Rated by buyers 5 out of 5 stars - "An Important Debate"
This book reproduces an insightful and spirited recent debate between Christopher Hitchens and Douglas Wilson over what Dostoevsky called the Eternal Questions: What is the real nature of the universe in which we find ourselves? What are the ultimate bases of reason and ethics? Are there any ultimate sanctions governing human behavior? Though Hitchens is always worth reading for his quick wit and frequently surprising arguments, unfortunately in this debate he does not come off at his best. While graciously conceding that Hitchens has clean hands, Wilson wielding a very fine knife shows that Hitchens, sad to say, doesn't have any hands to begin with.

Hitchens is of the view that the universe is the accidental consequence of swirling particles, claiming that his reason has led him to this conclusion. Wilson, in the style of C.S.Lewis, points out that if the world outside Hitchen's head is given over wholly to such irrational chemical processes, the world inside Hitchens' head can be no differently composed, and that what Hitchens refers to as "rational argument" has been "arbitrarily dubbed" so.

Similarly, if there are no ultimate, objective standards in ethics, then despite Hitchens rhetorical maneuverings, what follows is what Dostoevsky's Ivan pointed out long ago: there is no "good" or "bad for "everything's permitted." Hitchens' "fulminations" against assorted zealots are, as a result, also merely arbitrary.

To dispute the necessity of a God behind the Big Bang, Hitchens, with unusual complacency, rests his case on the principle called Ockham's Razor, the argument that it's bad logic to multiply entities. The problem here is that Ockham's Razor is at best a rule of thumb, never a guarantee of a royal road to truth in any particular case.

On the other side, the weakest part of Wilson's case, in my view, is his failure to address the idea that the necessity for ultimate sanctions does not lead to the existence of a particular God, much less the God of Christianity. His arguments in the present debate end, in fact, at a considerable distance from either conclusion, though Wilson seems unaware of this shortcoming.
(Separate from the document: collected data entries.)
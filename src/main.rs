use anyhow::Result;
use clap::{Parser, Subcommand};
use std::path::PathBuf;
use textbook_rag::config::Config;
use textbook_rag::embeddings::EmbeddingClient;
use textbook_rag::ingest::IngestionPipeline;
use textbook_rag::server::run_server;
use textbook_rag::vector_store::VectorStoreClient;

#[derive(Parser)]
#[command(name = "textbook-rag")]
#[command(about = "Retrieval-augmented question answering over a textbook corpus")]
#[command(version)]
struct Cli {
    /// Path to the TOML configuration file
    #[arg(long, default_value = "textbook-rag.toml")]
    config: PathBuf,

    #[command(subcommand)]
    command: Commands,
}

#[derive(Subcommand)]
enum Commands {
    /// Start the HTTP question answering service
    Serve,
    /// Ingest crawled pages (JSON lines of {url, text}) into the vector store
    Ingest {
        /// Input JSONL file of crawled pages
        input: PathBuf,
    },
    /// Show the effective configuration
    Config,
}

#[tokio::main]
async fn main() -> Result<()> {
    tracing_subscriber::fmt()
        .with_env_filter(tracing_subscriber::EnvFilter::from_default_env())
        .init();

    let cli = Cli::parse();
    let config = Config::load(&cli.config)?;

    match cli.command {
        Commands::Serve => {
            run_server(config).await?;
        }
        Commands::Ingest { input } => {
            let embeddings = EmbeddingClient::new(&config.embedding)?;
            let store = VectorStoreClient::new(&config.vector_store)?;
            let stats = IngestionPipeline::new(embeddings, store)
                .ingest_file(&input)
                .await?;
            println!(
                "Ingested {} pages: {} chunks created, {} stored, {} errors",
                stats.pages_processed,
                stats.chunks_created,
                stats.chunks_stored,
                stats.errors_encountered
            );
        }
        Commands::Config => {
            println!("{}", toml::to_string_pretty(&config)?);
        }
    }

    Ok(())
}

#[cfg(test)]
mod tests {
    use super::*;
    use clap::error::ErrorKind;

    #[test]
    fn cli_parsing() {
        let cli = Cli::try_parse_from(["textbook-rag", "serve"]);
        assert!(cli.is_ok());

        if let Ok(parsed) = cli {
            matches!(parsed.command, Commands::Serve);
        }
    }

    #[test]
    fn ingest_command_with_input() {
        let cli = Cli::try_parse_from(["textbook-rag", "ingest", "pages.jsonl"]);
        assert!(cli.is_ok());

        if let Ok(parsed) = cli {
            if let Commands::Ingest { input } = parsed.command {
                assert_eq!(input, PathBuf::from("pages.jsonl"));
            }
        }
    }

    #[test]
    fn config_path_override() {
        let cli = Cli::try_parse_from(["textbook-rag", "--config", "/tmp/rag.toml", "config"]);
        assert!(cli.is_ok());

        if let Ok(parsed) = cli {
            assert_eq!(parsed.config, PathBuf::from("/tmp/rag.toml"));
        }
    }

    #[test]
    fn invalid_command() {
        let cli = Cli::try_parse_from(["textbook-rag", "invalid"]);
        assert!(cli.is_err());

        if let Err(err) = cli {
            assert_eq!(err.kind(), ErrorKind::InvalidSubcommand);
        }
    }
}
Both men agree that it's possible in behavior for a person to be a righteous, ethical atheist. What is missing in their presentation here, however, is what can be found in Shakespeare's addition to the ending of the pagan story of King Lear. It will be remembered that the character of Cordelia is so ethically fine that Elizabethans would have dubbed her a "natural Christian." She is murdered, almost gratuitously, at play's end, and her distraught father cradles her broken body in his arms, a pieta whose meaning has yet to make any sense in the world of brutal men. The play's argument, I'd claim, supports Hitchens in his view that one can be a fine person without a Redeemer God yet on the scene. It also supports Wilson in his sense that ethics are not enough to make life bearable, since very often "the virtuous miscarry and the wicked prosper." If there is no Redeemer - though ways can be found to hedge on this - ultimately there is no Justice, and in Paul's words "we are the most miserable of creatures." Human life becomes mere history, filled with bad luck but lacking any meaningful, tragic dimension. How much interest one has in the need of a Redeemer rests finally on how much poignancy one senses in existence.
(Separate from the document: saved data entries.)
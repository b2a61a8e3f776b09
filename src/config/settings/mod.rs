#[cfg(test)]
mod tests;

use anyhow::{Context, Result};
use serde::{Deserialize, Serialize};
use std::env;
use std::fs;
use std::path::Path;
use thiserror::Error;
use url::Url;

#[derive(Debug, Clone, Serialize, Deserialize, PartialEq, Default)]
#[serde(default)]
pub struct Config {
    pub embedding: EmbeddingConfig,
    pub vector_store: VectorStoreConfig,
    pub completion: CompletionConfig,
    pub retrieval: RetrievalConfig,
    pub session: SessionConfig,
    pub cache: CacheConfig,
    pub server: ServerConfig,
}

/// Embedding service connection settings
#[derive(Debug, Clone, Serialize, Deserialize, PartialEq)]
#[serde(default)]
pub struct EmbeddingConfig {
    pub url: String,
    pub api_key: String,
    pub model: String,
    pub dimension: u32,
    pub batch_size: u32,
}

impl Default for EmbeddingConfig {
    fn default() -> Self {
        Self {
            url: "https://api.cohere.ai".to_string(),
            api_key: String::new(),
            model: "embed-multilingual-v3.0".to_string(),
            dimension: 1024,
            batch_size: 96,
        }
    }
}

/// Vector search service connection settings
#[derive(Debug, Clone, Serialize, Deserialize, PartialEq)]
#[serde(default)]
pub struct VectorStoreConfig {
    pub url: String,
    pub api_key: String,
    pub collection: String,
}

impl Default for VectorStoreConfig {
    fn default() -> Self {
        Self {
            url: "http://localhost:6333".to_string(),
            api_key: String::new(),
            collection: "textbook_chunks".to_string(),
        }
    }
}

/// Completion service connection settings
#[derive(Debug, Clone, Serialize, Deserialize, PartialEq)]
#[serde(default)]
pub struct CompletionConfig {
    pub url: String,
    pub api_key: String,
    pub model: String,
    pub temperature: f32,
    pub max_tokens: u32,
}

impl Default for CompletionConfig {
    fn default() -> Self {
        Self {
            url: "https://generativelanguage.googleapis.com/v1beta/openai".to_string(),
            api_key: String::new(),
            model: "gemini-2.0-flash".to_string(),
            temperature: 0.1,
            max_tokens: 1000,
        }
    }
}

#[derive(Debug, Clone, Serialize, Deserialize, PartialEq)]
#[serde(default)]
pub struct RetrievalConfig {
    pub default_top_k: usize,
}

impl Default for RetrievalConfig {
    fn default() -> Self {
        Self { default_top_k: 5 }
    }
}

#[derive(Debug, Clone, Serialize, Deserialize, PartialEq)]
#[serde(default)]
pub struct SessionConfig {
    pub timeout_minutes: u64,
    pub context_turns: usize,
    pub sweep_interval_seconds: u64,
}

impl Default for SessionConfig {
    fn default() -> Self {
        Self {
            timeout_minutes: 30,
            context_turns: 5,
            sweep_interval_seconds: 60,
        }
    }
}

#[derive(Debug, Clone, Serialize, Deserialize, PartialEq)]
#[serde(default)]
pub struct CacheConfig {
    pub ttl_seconds: u64,
    pub capacity: usize,
}

impl Default for CacheConfig {
    fn default() -> Self {
        Self {
            ttl_seconds: 300,
            capacity: 512,
        }
    }
}

#[derive(Debug, Clone, Serialize, Deserialize, PartialEq)]
#[serde(default)]
pub struct ServerConfig {
    pub host: String,
    pub port: u16,
    pub answer_timeout_seconds: u64,
}

impl Default for ServerConfig {
    fn default() -> Self {
        Self {
            host: "0.0.0.0".to_string(),
            port: 8000,
            answer_timeout_seconds: 9,
        }
    }
}

#[derive(Debug, Error)]
pub enum ConfigError {
    #[error("Invalid URL format: {0}")]
    InvalidUrl(String),
    #[error("Invalid port: {0} (must be between 1 and 65535)")]
    InvalidPort(u16),
    #[error("Invalid embedding batch size: {0} (must be between 1 and 96)")]
    InvalidBatchSize(u32),
    #[error("Invalid embedding dimension: {0} (must be between 64 and 4096)")]
    InvalidEmbeddingDimension(u32),
    #[error("Invalid model name: {0} (cannot be empty)")]
    InvalidModel(String),
    #[error("Invalid collection name (cannot be empty)")]
    InvalidCollection,
    #[error("Invalid top_k: {0} (must be between 1 and 50)")]
    InvalidTopK(usize),
    #[error("Invalid temperature: {0} (must be between 0.0 and 1.0)")]
    InvalidTemperature(f32),
    #[error("Invalid max tokens: {0} (must be greater than 0)")]
    InvalidMaxTokens(u32),
    #[error("Invalid session timeout: {0} minutes (must be greater than 0)")]
    InvalidSessionTimeout(u64),
    #[error("Invalid cache capacity: {0} (must be greater than 0)")]
    InvalidCacheCapacity(usize),
    #[error("Invalid answer timeout: {0} seconds (must be between 1 and 300)")]
    InvalidAnswerTimeout(u64),
    #[error("IO error: {0}")]
    Io(#[from] std::io::Error),
    #[error("TOML parsing error: {0}")]
    TomlParse(#[from] toml::de::Error),
}

impl Config {
    /// Load configuration from a TOML file, falling back to defaults when the
    /// file does not exist. API keys can be overridden via the
    /// `EMBEDDING_API_KEY`, `VECTOR_STORE_API_KEY`, and `COMPLETION_API_KEY`
    /// environment variables.
    #[inline]
    pub fn load<P: AsRef<Path>>(config_path: P) -> Result<Self> {
        let config_path = config_path.as_ref();

        let mut config = if config_path.exists() {
            let content = fs::read_to_string(config_path).with_context(|| {
                format!("Failed to read config file: {}", config_path.display())
            })?;
            toml::from_str(&content).with_context(|| {
                format!("Failed to parse config file: {}", config_path.display())
            })?
        } else {
            Self::default()
        };

        config.apply_env_overrides();

        config
            .validate()
            .context("Configuration validation failed")?;

        Ok(config)
    }

    fn apply_env_overrides(&mut self) {
        if let Ok(key) = env::var("EMBEDDING_API_KEY") {
            self.embedding.api_key = key;
        }
        if let Ok(key) = env::var("VECTOR_STORE_API_KEY") {
            self.vector_store.api_key = key;
        }
        if let Ok(key) = env::var("COMPLETION_API_KEY") {
            self.completion.api_key = key;
        }
    }

    #[inline]
    pub fn validate(&self) -> Result<(), ConfigError> {
        for url in [
            &self.embedding.url,
            &self.vector_store.url,
            &self.completion.url,
        ] {
            Url::parse(url).map_err(|_| ConfigError::InvalidUrl(url.clone()))?;
        }

        if self.embedding.model.trim().is_empty() {
            return Err(ConfigError::InvalidModel(self.embedding.model.clone()));
        }

        if self.completion.model.trim().is_empty() {
            return Err(ConfigError::InvalidModel(self.completion.model.clone()));
        }

        if self.vector_store.collection.trim().is_empty() {
            return Err(ConfigError::InvalidCollection);
        }

        if self.embedding.batch_size == 0 || self.embedding.batch_size > 96 {
            return Err(ConfigError::InvalidBatchSize(self.embedding.batch_size));
        }

        if !(64..=4096).contains(&self.embedding.dimension) {
            return Err(ConfigError::InvalidEmbeddingDimension(
                self.embedding.dimension,
            ));
        }

        if !(1..=50).contains(&self.retrieval.default_top_k) {
            return Err(ConfigError::InvalidTopK(self.retrieval.default_top_k));
        }

        if !(0.0..=1.0).contains(&self.completion.temperature) {
            return Err(ConfigError::InvalidTemperature(self.completion.temperature));
        }

        if self.completion.max_tokens == 0 {
            return Err(ConfigError::InvalidMaxTokens(self.completion.max_tokens));
        }

        if self.session.timeout_minutes == 0 {
            return Err(ConfigError::InvalidSessionTimeout(
                self.session.timeout_minutes,
            ));
        }

        if self.cache.capacity == 0 {
            return Err(ConfigError::InvalidCacheCapacity(self.cache.capacity));
        }

        if self.server.port == 0 {
            return Err(ConfigError::InvalidPort(self.server.port));
        }

        if !(1..=300).contains(&self.server.answer_timeout_seconds) {
            return Err(ConfigError::InvalidAnswerTimeout(
                self.server.answer_timeout_seconds,
            ));
        }

        Ok(())
    }
}
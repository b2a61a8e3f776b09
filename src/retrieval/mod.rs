//! Semantic retrieval over the textbook corpus.
//!
//! Queries are embedded, searched against the vector store with an oversized
//! candidate pool, then deduplicated and rescored by content quality before
//! the final top-k selection. Every failure path degrades to an empty result
//! so the caller can still answer from general knowledge.


pub mod quality;

use std::collections::HashSet;
use tracing::{error, info, warn};

use crate::embeddings::EmbeddingClient;
use crate::vector_store::{ScoredPoint, VectorStoreClient};

/// Raw similarity below which the query is retried with expansion terms.
const EXPANSION_THRESHOLD: f32 = 0.5;

/// Query substrings that trigger expansion regardless of similarity.
const EXPANSION_TRIGGERS: &[&str] = &[
    "vision-language-action",
    "humanoid control",
    "vla",
    "robotics",
    "physical ai",
    "embodied ai",
    "machine learning",
    "deep learning",
    "neural networks",
    "computer vision",
    "nlp",
];

/// Concept expansions appended to the query when the concept appears in it.
const CONCEPT_EXPANSIONS: &[(&str, &[&str])] = &[
    (
        "physical ai",
        &[
            "embodied ai",
            "robotics",
            "real-world ai",
            "robot intelligence",
            "physical artificial intelligence",
        ],
    ),
    (
        "humanoid robotics",
        &[
            "humanoid robot",
            "bipedal robot",
            "human-like robot",
            "walking robot",
            "humanoid robot control",
        ],
    ),
    (
        "vision-language-action",
        &[
            "vla",
            "multimodal models",
            "vision language action models",
            "vlm",
            "multimodal ai",
        ],
    ),
    (
        "humanoid control",
        &[
            "locomotion",
            "balance control",
            "gait control",
            "bipedal control",
            "humanoid locomotion",
            "walking control",
        ],
    ),
    (
        "robotics",
        &[
            "robot",
            "automation",
            "control systems",
            "mechatronics",
            "robot control",
        ],
    ),
    (
        "ai",
        &[
            "artificial intelligence",
            "machine learning",
            "neural networks",
            "deep learning",
        ],
    ),
    (
        "vla models",
        &[
            "vision language action models",
            "multimodal models",
            "vision-language-action",
            "vlm",
        ],
    ),
    (
        "embodied ai",
        &[
            "embodied artificial intelligence",
            "physical ai",
            "robotics",
            "embodied intelligence",
        ],
    ),
];

/// Synonyms appended for generic technical terms found in the query.
const TECHNICAL_EXPANSIONS: &[(&str, &[&str])] = &[
    (
        "control",
        &["control system", "controller", "control theory", "feedback control"],
    ),
    (
        "learning",
        &[
            "machine learning",
            "deep learning",
            "reinforcement learning",
            "supervised learning",
        ],
    ),
    ("model", &["models", "neural network", "algorithm", "architecture"]),
    ("vision", &["computer vision", "visual perception", "image processing"]),
    ("language", &["natural language processing", "nlp", "text processing"]),
    (
        "action",
        &["action planning", "motion planning", "robot action", "manipulation"],
    ),
];

/// A deduplicated, quality-rescored retrieval hit.
#[derive(Debug, Clone, PartialEq)]
pub struct RetrievedContext {
    pub id: String,
    pub content: String,
    pub url: String,
    pub chapter: String,
    pub section: String,
    pub heading_hierarchy: Vec<String>,
    /// Quality-adjusted similarity, clamped to `[0.0, 1.0]`.
    pub similarity_score: f32,
}

/// Embedding plus vector search, composed into the retrieval pipeline.
#[derive(Debug, Clone)]
pub struct RetrievalEngine {
    embeddings: EmbeddingClient,
    store: VectorStoreClient,
}

impl RetrievalEngine {
    #[inline]
    pub fn new(embeddings: EmbeddingClient, store: VectorStoreClient) -> Self {
        Self { embeddings, store }
    }

    /// Retrieve up to `top_k` unique contexts for the query. Any failure in
    /// embedding or search logs an error and returns an empty list.
    #[inline]
    pub async fn retrieve(&self, query: &str, top_k: usize) -> Vec<RetrievedContext> {
        info!("Retrieving context for query: {}", truncate_for_log(query, 50));

        let hits = match self.search_raw(query, top_k * 3).await {
            Ok(hits) => hits,
            Err(err) => {
                error!("Error retrieving context: {err:#}");
                return Vec::new();
            }
        };

        let contexts = select_contexts(&hits, top_k);
        info!("Retrieved {} unique context chunks after deduplication", contexts.len());
        contexts
    }

    /// Retrieve with automatic query expansion. When the initial search comes
    /// back with weak similarity, or the query mentions a known technical
    /// concept, the query is retried with appended expansion terms and both
    /// result sets are merged through the same deduplicating selection.
    #[inline]
    pub async fn retrieve_with_expansion(
        &self,
        query: &str,
        top_k: usize,
    ) -> Vec<RetrievedContext> {
        info!("Retrieving context for query: {}", truncate_for_log(query, 50));

        let original_hits = match self.search_raw(query, top_k * 2).await {
            Ok(hits) => hits,
            Err(err) => {
                error!("Error retrieving context: {err:#}");
                return Vec::new();
            }
        };

        let avg_similarity = mean_score(&original_hits);
        let query_lower = query.to_lowercase();
        let has_technical_terms =
            EXPANSION_TRIGGERS.iter().any(|term| query_lower.contains(term));

        if avg_similarity < EXPANSION_THRESHOLD || has_technical_terms {
            let expanded = expand_query(query);
            info!(
                "Low similarity detected ({avg_similarity:.3}), expanding query to: {}",
                truncate_for_log(&expanded, 100)
            );

            match self.search_raw(&expanded, top_k * 2).await {
                Ok(expanded_hits) => {
                    let mut combined = original_hits.clone();
                    combined.extend(expanded_hits);
                    let contexts = select_contexts(&combined, top_k);
                    info!(
                        "Retrieved {} unique context chunks for expanded query",
                        contexts.len()
                    );
                    return contexts;
                }
                Err(err) => {
                    warn!("Query expansion failed: {err:#}, falling back to original results");
                }
            }
        }

        select_contexts(&original_hits, top_k)
    }

    async fn search_raw(&self, query: &str, limit: usize) -> anyhow::Result<Vec<ScoredPoint>> {
        let embedding = self.embeddings.embed_query(query).await?;
        Ok(self.store.search(&embedding, limit).await?)
    }
}

/// Append related terms for each known concept or technical term found in
/// the query. The original query text always comes first.
#[inline]
pub fn expand_query(query: &str) -> String {
    let query_lower = query.to_lowercase();
    let mut expanded = query.to_string();

    for (concept, expansions) in CONCEPT_EXPANSIONS {
        if query_lower.contains(concept) {
            expanded.push(' ');
            expanded.push_str(&expansions.join(" "));
        }
    }

    for (term, expansions) in TECHNICAL_EXPANSIONS {
        if query_lower.contains(term) {
            expanded.push(' ');
            expanded.push_str(&expansions.join(" "));
        }
    }

    expanded
}

/// Deduplicate hits by content prefix and source URL, rescore by content
/// quality, and keep the best `top_k` in descending score order.
fn select_contexts(hits: &[ScoredPoint], top_k: usize) -> Vec<RetrievedContext> {
    let mut contexts = Vec::with_capacity(top_k);
    let mut seen_content: HashSet<String> = HashSet::new();
    let mut seen_urls: HashSet<String> = HashSet::new();

    for hit in hits {
        let content = hit.payload.content.trim();
        if content.is_empty() {
            continue;
        }

        let content_key = quality::content_prefix_key(content);
        let url = hit.payload.url.clone();

        if seen_content.contains(&content_key) || (!url.is_empty() && seen_urls.contains(&url)) {
            continue;
        }
        seen_content.insert(content_key);
        if !url.is_empty() {
            seen_urls.insert(url.clone());
        }

        contexts.push(RetrievedContext {
            id: hit.id.clone(),
            content: hit.payload.content.clone(),
            url,
            chapter: hit.payload.chapter.clone(),
            section: hit.payload.section.clone(),
            heading_hierarchy: hit.payload.heading_hierarchy.clone(),
            similarity_score: quality::adjust_score(hit.score, &hit.payload.content),
        });

        if contexts.len() >= top_k {
            break;
        }
    }

    contexts.sort_by(|a, b| b.similarity_score.total_cmp(&a.similarity_score));
    contexts
}

fn mean_score(hits: &[ScoredPoint]) -> f32 {
    if hits.is_empty() {
        return 0.0;
    }
    hits.iter().map(|hit| hit.score).sum::<f32>() / hits.len() as f32
}

fn truncate_for_log(text: &str, max_chars: usize) -> String {
    let truncated: String = text.chars().take(max_chars).collect();
    if truncated.chars().count() < text.chars().count() {
        format!("{truncated}...")
    } else {
        truncated
    }
}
Rated by buyers 5 out of 5 stars - Would you like some consistency with that?
After reading this, I still find myself befuddled as to how a man of Hitchens' intellectual caliber can fail to see the glaring inconsistency of his argument. Pastor Wilson winsomely and repeatedly puts the obvious question before Mr. Hitchens: what is good, and how do you know? (Okay, that's two questions) Apparently, Mr. Hitchens doesn't know - 'evolution' is the closest thing to an answer that he offers. What he does know, however, is that he is very nearly a chimpanzee, miracles are silly (spontaneous generation being excluded), and that we'd all be better off as Atheists. He just can't tell us why. Fizzing indeed. "Is Christianity Good for The World?" is a short read and is very accessible - no prerequisite for a philosophy degree before diving in. Very helpful in the way of exposing the bankruptcy of Atheistic reasoning in light of God's truth. Don't shy away from putting this in the hands of unbelieving friends and family, either - as long as you're willing to follow up with some challenging and winsome discussion. The answer to the question behind the book, by the way, is YES. Only we Christians can ask that question without ripping the rug out from under our own feet. The moment that Mr. Hitchins agreed to the validity of this debate, however, he lost it.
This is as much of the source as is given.